Catie Chang discusses findings from functional neuroimaging experiments with Ph.D. student Shengchao Zhang and undergraduate student Nafis Ahmed, at the Vanderbilt Institute for Surgery and Engineering.

Although much work in the field seeks to quantify specific brain networks and explain how they operate, more recent efforts have sought to extend that understanding by looking at how these networks fluctuate over time or in different states of consciousness. This concept forms a key piece of the team’s work on epilepsy, and Chang is expanding this work to other neuroscience and clinical research areas as well.

“In this work, we can often take inspiration from spatiotemporal data and models from other fields and build upon these approaches to search for new insights in brain activity datasets,” Chang says. She mentions a recent collaboration with researchers at UCLA and Emory University that found a series of patterns in brain study data that are thought to constitute a set of building blocks that may link together what other researchers are observing in their studies—toward a kind of unifying model for the fundamental activity patterns in our brain.
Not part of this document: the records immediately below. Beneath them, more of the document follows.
// Test mocks for the discovery pipeline.
//
// Three mocks matching the three trait boundaries:
// - MockCatalog (MusicCatalog): in-memory artists, releases, collections, player
// - MockCacheStore (CacheStore): in-memory append-only sets
// - RecordingRelay (ResultRelay): keeps every report it receives
//
// Plus helpers for constructing releases, tracks and album/track pairs.

use std::collections::{HashMap, HashSet};
use std::sync::atomic::{AtomicUsize, Ordering};
use std::sync::Mutex;
use std::time::Duration;

use async_trait::async_trait;
use chrono::NaiveDate;

use discovery_common::{
    AlbumTrackPair, ArtistId, Category, CollectionDetails, CollectionUpdate, DiscoveryError,
    RecentItem, Release, Result, Track,
};

use crate::report::CrawlReport;
use crate::traits::{CacheStore, MusicCatalog, ResultRelay};

// ---------------------------------------------------------------------------
// Helpers
// ---------------------------------------------------------------------------

/// Release dated 2024-05-01.
pub fn release(id: &str, title: &str, category: Category, artists: &[&str]) -> Release {
    release_on(id, title, category, artists, "2024-05-01")
}

pub fn release_on(
    id: &str,
    title: &str,
    category: Category,
    artists: &[&str],
    date: &str,
) -> Release {
    Release {
        id: id.to_string(),
        title: title.to_string(),
        category,
        artist_ids: artists.iter().map(|a| a.to_string()).collect(),
        release_date: date.parse::<NaiveDate>().unwrap(),
        track_count: 0,
        listed_by: artists.first().map(|a| a.to_string()).unwrap_or_default(),
    }
}

/// Tracks of 3.5 minutes each.
pub fn tracks_named(release_id: &str, names: &[&str]) -> Vec<Track> {
    names
        .iter()
        .enumerate()
        .map(|(i, name)| Track {
            id: format!("{release_id}-t{}", i + 1),
            name: name.to_string(),
            release_id: release_id.to_string(),
            duration_ms: 210_000,
        })
        .collect()
}

pub fn tracks_with_minutes(release_id: &str, minutes: &[u32]) -> Vec<Track> {
    minutes
        .iter()
        .enumerate()
        .map(|(i, m)| Track {
            id: format!("{release_id}-t{}", i + 1),
            name: format!("Track {}", i + 1),
            release_id: release_id.to_string(),
            duration_ms: m * 60_000,
        })
        .collect()
}

/// Pair with `n` plainly named tracks ("Track 1", "Track 2", ...).
pub fn pair(mut release: Release, n: usize) -> AlbumTrackPair {
    let names: Vec<String> = (1..=n).map(|i| format!("Track {i}")).collect();
    let names: Vec<&str> = names.iter().map(String::as_str).collect();
    release.track_count = n as u32;
    let tracks = tracks_named(&release.id, &names);
    AlbumTrackPair::new(release, tracks)
}

pub fn pair_with_names(mut release: Release, names: &[&str]) -> AlbumTrackPair {
    release.track_count = names.len() as u32;
    let tracks = tracks_named(&release.id, names);
    AlbumTrackPair::new(release, tracks)
}

// ---------------------------------------------------------------------------
// MockCatalog
// ---------------------------------------------------------------------------

/// In-memory music catalog. Unknown collections fail with a remote error.
/// Builder pattern: `.with_followed()`, `.with_releases()`, `.with_collection()`, ...
pub struct MockCatalog {
    followed: Vec<ArtistId>,
    failing_followed: bool,
    releases: HashMap<ArtistId, Vec<Release>>,
    tracks: HashMap<String, Vec<Track>>,
    failing_artists: HashSet<ArtistId>,
    release_delay: Option<Duration>,
    collections: Mutex<HashMap<String, CollectionDetails>>,
    recent: HashMap<String, Vec<RecentItem>>,
    playing: Option<String>,
    failing_playback: bool,
    added: Mutex<HashMap<String, Vec<String>>>,
    followed_calls: AtomicUsize,
    release_calls: AtomicUsize,
    recent_items_calls: AtomicUsize,
}

impl Default for MockCatalog {
    fn default() -> Self {
        Self::new()
    }
}

impl MockCatalog {
    pub fn new() -> Self {
        Self {
            followed: Vec::new(),
            failing_followed: false,
            releases: HashMap::new(),
            tracks: HashMap::new(),
            failing_artists: HashSet::new(),
            release_delay: None,
            collections: Mutex::new(HashMap::new()),
            recent: HashMap::new(),
            playing: None,
            failing_playback: false,
            added: Mutex::new(HashMap::new()),
            followed_calls: AtomicUsize::new(0),
            release_calls: AtomicUsize::new(0),
            recent_items_calls: AtomicUsize::new(0),
        }
    }

    pub fn with_followed(mut self, artists: &[&str]) -> Self {
        self.followed = artists.iter().map(|a| a.to_string()).collect();
        self
    }

    /// Fetching followed artists fails with a remote error.
    pub fn failing_followed(mut self) -> Self {
        self.failing_followed = true;
        self
    }

    /// List `pairs` under `artist` and serve their tracks. Listed releases
    /// report `artist` as `listed_by`.
    pub fn with_releases(mut self, artist: &str, pairs: Vec<AlbumTrackPair>) -> Self {
        for p in pairs {
            self.tracks.insert(p.release.id.clone(), p.tracks);
            self.releases
                .entry(artist.to_string())
                .or_default()
                .push(p.release);
        }
        self
    }

    /// Listing this artist's releases fails with a remote error.
    pub fn failing_artist(mut self, artist: &str) -> Self {
        self.failing_artists.insert(artist.to_string());
        self
    }

    /// Delay every release listing, to keep a crawl in flight.
    pub fn with_release_delay(mut self, delay: Duration) -> Self {
        self.release_delay = Some(delay);
        self
    }

    pub fn with_collection(self, id: &str, title: &str, description: &str) -> Self {
        self.collections.lock().unwrap().insert(
            id.to_string(),
            CollectionDetails {
                title: title.to_string(),
                description: description.to_string(),
            },
        );
        self
    }

    pub fn with_recent_items(mut self, collection_id: &str, items: Vec<RecentItem>) -> Self {
        self.recent.insert(collection_id.to_string(), items);
        self
    }

    pub fn with_currently_playing(mut self, track_id: &str) -> Self {
        self.playing = Some(track_id.to_string());
        self
    }

    pub fn failing_playback(mut self) -> Self {
        self.failing_playback = true;
        self
    }

    pub fn collection_details(&self, id: &str) -> Option<CollectionDetails> {
        self.collections.lock().unwrap().get(id).cloned()
    }

    /// Track ids inserted into a collection, in insertion order.
    pub fn added_tracks(&self, collection_id: &str) -> Vec<String> {
        self.added
            .lock()
            .unwrap()
            .get(collection_id)
            .cloned()
            .unwrap_or_default()
    }

    pub fn followed_calls(&self) -> usize {
        self.followed_calls.load(Ordering::SeqCst)
    }

    pub fn release_calls(&self) -> usize {
        self.release_calls.load(Ordering::SeqCst)
    }

    pub fn recent_items_calls(&self) -> usize {
        self.recent_items_calls.load(Ordering::SeqCst)
    }

    fn unknown(what: &str, id: &str) -> DiscoveryError {
        DiscoveryError::Remote(format!("MockCatalog: no {what} registered for {id}"))
    }
}

#[async_trait]
impl MusicCatalog for MockCatalog {
    async fn followed_artists(&self) -> Result<Vec<ArtistId>> {
        self.followed_calls.fetch_add(1, Ordering::SeqCst);
        if self.failing_followed {
            return Err(DiscoveryError::Remote("MockCatalog: followed artists unavailable".into()));
        }
        Ok(self.followed.clone())
    }

    async fn artist_releases(&self, artist_id: &str) -> Result<Vec<Release>> {
        self.release_calls.fetch_add(1, Ordering::SeqCst);
        if let Some(delay) = self.release_delay {
            tokio::time::sleep(delay).await;
        }
        if self.failing_artists.contains(artist_id) {
            return Err(Self::unknown("releases", artist_id));
        }
        let mut releases = self.releases.get(artist_id).cloned().unwrap_or_default();
        for release in &mut releases {
            release.listed_by = artist_id.to_string();
        }
        Ok(releases)
    }

    async fn release_tracks(&self, release: &Release) -> Result<Vec<Track>> {
        Ok(self.tracks.get(&release.id).cloned().unwrap_or_default())
    }

    async fn collection(&self, collection_id: &str) -> Result<CollectionDetails> {
        self.collection_details(collection_id)
            .ok_or_else(|| Self::unknown("collection", collection_id))
    }

    async fn update_collection(
        &self,
        collection_id: &str,
        update: &CollectionUpdate,
    ) -> Result<()> {
        let mut collections = self.collections.lock().unwrap();
        let details = collections
            .get_mut(collection_id)
            .ok_or_else(|| Self::unknown("collection", collection_id))?;
        if let Some(title) = &update.title {
            details.title = title.clone();
        }
        if let Some(description) = &update.description {
            details.description = description.clone();
        }
        Ok(())
    }

    async fn add_tracks(&self, collection_id: &str, track_ids: &[String]) -> Result<()> {
        if self.collection_details(collection_id).is_none() {
            return Err(Self::unknown("collection", collection_id));
        }
        self.added
            .lock()
            .unwrap()
            .entry(collection_id.to_string())
            .or_default()
            .extend(track_ids.iter().cloned());
        Ok(())
    }

    async fn recent_items(&self, collection_id: &str, limit: u32) -> Result<Vec<RecentItem>> {
        self.recent_items_calls.fetch_add(1, Ordering::SeqCst);
        let mut items = self.recent.get(collection_id).cloned().unwrap_or_default();
        items.truncate(limit as usize);
        Ok(items)
    }

    async fn currently_playing(&self) -> Result<Option<String>> {
        if self.failing_playback {
            return Err(DiscoveryError::Remote("MockCatalog: player unavailable".into()));
        }
        Ok(self.playing.clone())
    }
}

// ---------------------------------------------------------------------------
// MockCacheStore
// ---------------------------------------------------------------------------

/// In-memory cache store. `.failing_writes()` makes every append fail.
#[derive(Default)]
pub struct MockCacheStore {
    artists: Mutex<Vec<ArtistId>>,
    release_ids: Mutex<HashSet<String>>,
    release_names: Mutex<HashSet<String>>,
    failing_writes: bool,
}

impl MockCacheStore {
    pub fn new() -> Self {
        Self::default()
    }

    pub fn with_artists(self, artists: &[&str]) -> Self {
        self.artists
            .lock()
            .unwrap()
            .extend(artists.iter().map(|a| a.to_string()));
        self
    }

    pub fn with_releases(self, releases: &[&Release]) -> Self {
        for r in releases {
            self.release_ids.lock().unwrap().insert(r.id.clone());
            self.release_names.lock().unwrap().insert(r.name_signature());
        }
        self
    }

    pub fn failing_writes(mut self) -> Self {
        self.failing_writes = true;
        self
    }

    pub fn artist_ids(&self) -> Vec<ArtistId> {
        self.artists.lock().unwrap().clone()
    }

    pub fn release_ids(&self) -> HashSet<String> {
        self.release_ids.lock().unwrap().clone()
    }

    pub fn release_names(&self) -> HashSet<String> {
        self.release_names.lock().unwrap().clone()
    }

    fn check_writable(&self) -> Result<()> {
        if self.failing_writes {
            return Err(DiscoveryError::Other(anyhow::anyhow!(
                "MockCacheStore: writes disabled"
            )));
        }
        Ok(())
    }
}

#[async_trait]
impl CacheStore for MockCacheStore {
    async fn cached_artist_ids(&self) -> Result<Vec<ArtistId>> {
        Ok(self.artist_ids())
    }

    async fn cached_release_ids(&self) -> Result<HashSet<String>> {
        Ok(self.release_ids())
    }

    async fn cached_release_names(&self) -> Result<HashSet<String>> {
        Ok(self.release_names())
    }

    async fn append_artist_ids(&self, ids: &[ArtistId]) -> Result<()> {
        self.check_writable()?;
        let mut artists = self.artists.lock().unwrap();
        for id in ids {
            if !artists.contains(id) {
                artists.push(id.clone());
            }
        }
        Ok(())
    }

    async fn append_release_ids(&self, ids: &[String]) -> Result<()> {
        self.check_writable()?;
        self.release_ids.lock().unwrap().extend(ids.iter().cloned());
        Ok(())
    }

    async fn append_release_names(&self, names: &[String]) -> Result<()> {
        self.check_writable()?;
        self.release_names
            .lock()
            .unwrap()
            .extend(names.iter().cloned());
        Ok(())
    }
}

// ---------------------------------------------------------------------------
// RecordingRelay
// ---------------------------------------------------------------------------

#[derive(Default)]
pub struct RecordingRelay {
    reports: Mutex<Vec<CrawlReport>>,
}

impl RecordingRelay {
    pub fn new() -> Self {
        Self::default()
    }

    pub fn reports(&self) -> Vec<CrawlReport> {
        self.reports.lock().unwrap().clone()
    }
}

#[async_trait]
impl ResultRelay for RecordingRelay {
    async fn relay(&self, report: &CrawlReport) -> anyhow::Result<()> {
        self.reports.lock().unwrap().push(report.clone());
        Ok(())
    }
}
“This work points to a common set of patterns that seem to account for a lot of the observed dynamics in the brain,” Chang says.

By its nature, Chang’s work is inherently multidisciplinary. Members of her lab come from areas ranging from biomedical and electrical engineering to physics and computer science. Similarly, research collaborators from across Vanderbilt include researchers from Peabody College, psychology, the Institute for Imaging Science and biostatistics.

“The work that Catie’s lab is doing—not just at VUMC, but across the field—could help revolutionize our collective understanding of how the brain works in an interconnected way with many different systems throughout the body,” says Bennett Landman, chair of the Department of Electrical and Computer Engineering, whose own expertise focuses on using computer-based statistical analysis to improve medical imaging technology. ”Her work is also emblematic of the kind of robust, interdisciplinary research collaboration that Vanderbilt fosters. It’s this kind of environment where true innovation can thrive.”